There's more. Russia's BLITS satellite was spun out of its orbital path in 2013 after being struck by a piece of space debris suspected to have come from China's 2007 missile test; the European Space Agency's Copernicus Sentinel-1A satellite was struck by a tiny particle in 2016; and a window of the ISS was hit by a small fragment that same year.
As nations and private companies plan to send more satellites into orbit, collisions and impacts could soon become more common.
The promise and peril of satellite mega-constellations
Space organizations have recently begun launching satellites into low Earth orbit at an unprecedented pace. The goal is to create "mega-constellations" of satellites that provide high-quality internet access to virtually all parts of the planet.
Internet-providing satellites have existed for years, but they're typically expensive and provide slower service than land-based internet infrastructure. That's mainly because it can take a relatively long time for a signal to travel from the satellite to the user due to the high altitudes at which many of these satellites float above us in geostationary orbit.
China and companies like SpaceX, OneWeb, and Amazon aim to solve this problem by launching thousands of satellites into lower orbits in order to reduce signal latency, or the time it takes for the signal to travel to and from the satellite. But some space experts worry satellite mega-constellations could create more space debris.

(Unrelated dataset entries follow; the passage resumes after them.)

//! Error types for the photo cache server

use axum::http::StatusCode;
use axum::response::{IntoResponse, Response};
use photo_cache::PhotoCacheError;
use serde_json::json;
use std::fmt;
use unsplash_client::UnsplashError;

/// Errors that stop the server from starting
#[derive(Debug)]
pub enum ServerError {
    Cache(PhotoCacheError),
    Unsplash(UnsplashError),
    Io(Box<std::io::Error>),
    Config(String),
}

impl fmt::Display for ServerError {
    fn fmt(&self, f: &mut fmt::Formatter<'_>) -> fmt::Result {
        match self {
            ServerError::Cache(err) => write!(f, "Cache error: {}", err),
            ServerError::Unsplash(err) => write!(f, "Unsplash client error: {}", err),
            ServerError::Io(err) => write!(f, "IO error: {}", err),
            ServerError::Config(msg) => write!(f, "Configuration error: {}", msg),
        }
    }
}

impl std::error::Error for ServerError {
    fn source(&self) -> Option<&(dyn std::error::Error + 'static)> {
        match self {
            ServerError::Cache(err) => Some(err),
            ServerError::Unsplash(err) => Some(err),
            ServerError::Io(err) => Some(err.as_ref()),
            ServerError::Config(_) => None,
        }
    }
}

impl From<PhotoCacheError> for ServerError {
    fn from(err: PhotoCacheError) -> Self {
        ServerError::Cache(err)
    }
}

impl From<UnsplashError> for ServerError {
    fn from(err: UnsplashError) -> Self {
        ServerError::Unsplash(err)
    }
}

impl From<std::io::Error> for ServerError {
    fn from(err: std::io::Error) -> Self {
        ServerError::Io(Box::new(err))
    }
}

impl From<tracing_subscriber::filter::ParseError> for ServerError {
    fn from(err: tracing_subscriber::filter::ParseError) -> Self {
        ServerError::Config(err.to_string())
    }
}

pub type Result<T> = std::result::Result<T, ServerError>;

/// Request error type that converts to HTTP responses
#[derive(Debug)]
pub enum AppError {
    BadRequest(String),
    NotFound(String),
    /// The photo provider or image host failed
    Upstream(String),
    Internal(String),
}

impl IntoResponse for AppError {
    fn into_response(self) -> Response {
        let (status, message) = match self {
            AppError::BadRequest(msg) => (StatusCode::BAD_REQUEST, msg),
            AppError::NotFound(msg) => (StatusCode::NOT_FOUND, msg),
            AppError::Upstream(msg) => {
                tracing::warn!(error = %msg, "Upstream error");
                (StatusCode::BAD_GATEWAY, msg)
            }
            AppError::Internal(msg) => {
                tracing::error!(error = %msg, "Internal server error");
                (
                    StatusCode::INTERNAL_SERVER_ERROR,
                    "Internal server error".into(),
                )
            }
        };

        (status, axum::Json(json!({ "error": message }))).into_response()
    }
}

impl From<PhotoCacheError> for AppError {
    fn from(err: PhotoCacheError) -> Self {
        match err {
            PhotoCacheError::NotFound(_) => AppError::NotFound(err.to_string()),
            PhotoCacheError::InvalidSource(_) => AppError::BadRequest(err.to_string()),
            PhotoCacheError::TransferFailure(_) => AppError::Upstream(err.to_string()),
            PhotoCacheError::StorageFailure { .. } => AppError::Internal(err.to_string()),
        }
    }
}

impl From<UnsplashError> for AppError {
    fn from(err: UnsplashError) -> Self {
        AppError::Upstream(err.to_string())
    }
}

#[cfg(test)]
mod tests {
    use super::*;

    #[test]
    fn test_config_error_display() {
        let err = ServerError::Config("missing CACHE_DIR".to_string());
        assert_eq!(format!("{}", err), "Configuration error: missing CACHE_DIR");
    }

    #[test]
    fn test_io_error_converts() {
        let err: ServerError =
            std::io::Error::new(std::io::ErrorKind::AddrInUse, "port taken").into();
        assert!(matches!(err, ServerError::Io(_)));
        assert_eq!(format!("{}", err), "IO error: port taken");
    }

    #[test]
    fn test_cache_error_display() {
        let err = ServerError::from(PhotoCacheError::NotFound("abc".to_string()));
        assert!(format!("{}", err).contains("abc"));
    }

    #[test]
    fn test_cache_errors_map_to_statuses() {
        let cases = [
            (PhotoCacheError::NotFound("a".into()), StatusCode::NOT_FOUND),
            (PhotoCacheError::InvalidSource("b".into()), StatusCode::BAD_REQUEST),
            (PhotoCacheError::TransferFailure("c".into()), StatusCode::BAD_GATEWAY),
            (
                PhotoCacheError::storage("/x", std::io::Error::other("disk full")),
                StatusCode::INTERNAL_SERVER_ERROR,
            ),
        ];

        for (err, expected) in cases {
            let response = AppError::from(err).into_response();
            assert_eq!(response.status(), expected);
        }
    }

    #[test]
    fn test_unsplash_error_is_bad_gateway() {
        let response = AppError::from(UnsplashError::RateLimited).into_response();
        assert_eq!(response.status(), StatusCode::BAD_GATEWAY);
    }
}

"We face entirely new challenges as hundreds of satellites are launched every month now — more than we used to launch in a year," Thomas Schildknecht of the International Astronomical Union said at a European Space Agency conference in April. "The mega-constellations are producing huge risks of collisions. We need more stringent rules for traffic management in space and international mechanisms to ensure enforcement of the rules."
A 2017 study funded by the European Space Agency found that the deployment of satellite mega-constellations into low Earth orbit could increase the number of catastrophic collisions by 50 percent. Still, it remains unclear whether sending more satellites into space will necessarily cause more collisions.
SpaceX, for example, claims that Starlink satellites aren't at significant risk of collision because they're equipped with automated collision-avoidance propulsion systems. However, this system seemed to fail in 2019 when a Starlink satellite had a close call with a European science satellite named Aeolus. The company later said it had fixed the bug.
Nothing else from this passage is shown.